Толстой, у которого никакой веры не было, называл это “отпадением от веры”. Как люди становились сознательными безбожниками Толстой описывает так: “люди живут так, как все живут, а живут все на основании начал не только не имеющих ничего общего с вероучением, но в большей частью, противоположны ему. Вероучение не участвует в жизни и в отношении с другими людьми никогда не приходится сталкиваться, и в собственной жизни самому никогда не приходиться справляться с ним. Вероучение это исповедуется где-то там, в дали от жизни и не зависимо от неё, если сталкиваешься с ним, то только как с внешним с не связанным с жизнью явлением”[105].

Толстой говорит, что все живут на основании начал, ничего общего не имеющих с вероучением, но все живут на основании начал, то есть принципов, прежде всего противоположных Заповедям, даже Ветхозаветным. Толстой другой среды не знал, чуть-чуть знал среду солдатскую.

Заповедь “возлюби Господа своего всем сердцем, всей крепостью” – кому она понятна? “Не сотвори себе кумира” – а они все – идолопоклонники и так далее, не говоря уж о седьмой Заповеди – “не прелюбодействуй”.

Заповеди Христовы, то есть любовь к Богу и к ближнему, это вообще было утрачено абсолютно, так как не понятно было даже откуда это идёт и что такое “ближний”. Другими словами, это ведь тоже секуляризация, петровский разрыв.

Солоневич оправдывал Толстого тем, что Толстой хорошо описывал то, что он знал: он хорошо знал и описывал войну, она была дворянским делом, он знал и описывал дворянскую усадьбу. Но где Толстой начинает говорить про адвокатов, врачей, чиновников, то есть про какие-то профессии (полу интеллигентские, то, что сейчас называется “образованщиной”), или про духовенство (в любой период своей жизни), то сразу как будто вся его физиономия скорчивается в брезгливую гримасу.

Отношения с другими людьми в дворянском обществе и у Толстого строятся вне всякого отношения к Заповедям и вне всякого отношения к нравственным требованиям. И в этом отношении – это тоже петровский разрыв. Как сказал один свидетель позднего русского Зарубежья Пётр Иванов, что Пётр I научил русское общество не бояться греха, а русское общество – это опять дворянство.

Секуляризация как духовный рак пронизывала русское общество сверху донизу. Толстой в “Исповеди” вспоминает: Татьяна Александровна Вильгорская, которая сама-то по себе и девственница и чистое существо и прочее, но все ее понятия – это сплошной разврат. В частности, она для своего взрослеющего племянника, желает любовную связь с порядочными женщинами, то есть с женщинами из общества, так как считала, что ничто так не формирует молодого человека, как любовная связь с женщиной из общества.
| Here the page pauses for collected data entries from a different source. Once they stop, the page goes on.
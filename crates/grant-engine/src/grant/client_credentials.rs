//! `client_credentials` grant: a confidential client acting on its own behalf.

use uuid::Uuid;

use super::{GrantEngine, TokenGrant, TokenRequest, TokenResponse};
use crate::application::{Application, GrantType};
use crate::error::OAuthError;
use crate::scope::{clip, ScopeSet};

impl GrantEngine {
    pub(crate) async fn client_credentials(
        &self,
        application: &Application,
        request: &TokenRequest,
    ) -> Result<TokenResponse, OAuthError> {
        Self::require_grant_type(application, &[GrantType::ClientCredentials])?;
        if !application.is_confidential() {
            return Err(OAuthError::UnauthorizedClient(
                "client_credentials requires a confidential client".to_string(),
            ));
        }

        // No resource owner, so no identity to assert
        let mut allowed = self.grantable_scopes(application);
        allowed.remove("openid");
        let scopes = clip(&ScopeSet::from_optional(request.scope.as_deref()), &allowed)?;

        let grant_id = Uuid::new_v4();
        let pair = self.issue_pair(application, None, &scopes, grant_id, false);
        let (batch, access_token, _) = pair.into_batch();
        self.store().commit(batch).await?;

        self.emit_issued(
            application,
            None,
            TokenGrant::ClientCredentials.as_str(),
            grant_id,
            false,
        );
        Ok(self.token_response(access_token, None, &scopes, None))
    }
}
Существовал целый контингент “дамы полу света”, то есть дорогие проститутки, а женщины из общества – это замужняя, в крайнем случае, вдова. Вдову по законам не могли заставить жениться – вдовая женщина сама собой располагать вольна. На девушке легко могли заставить жениться (Анатоль Курагин), так как достаточно было пожаловаться начальству.

Любовная связь с женщиной из общества – это двойной разврат: обман мужа, да и, между прочим, сами женщины, которые в эти связи вступают, скорее всего, вроде холодных хищниц, вроде Елен Безуховой. Недаром в 60-е годы, когда Толстой стал это понимать, то про это написал. Пьер говорит, тряся Анатоля за плечо и за шиворот: “развлекайтесь с женщинами подобными моей супруге, они прекрасно знают, чего вы от них хотите, они вооружены против вас тем же опытом разврата”.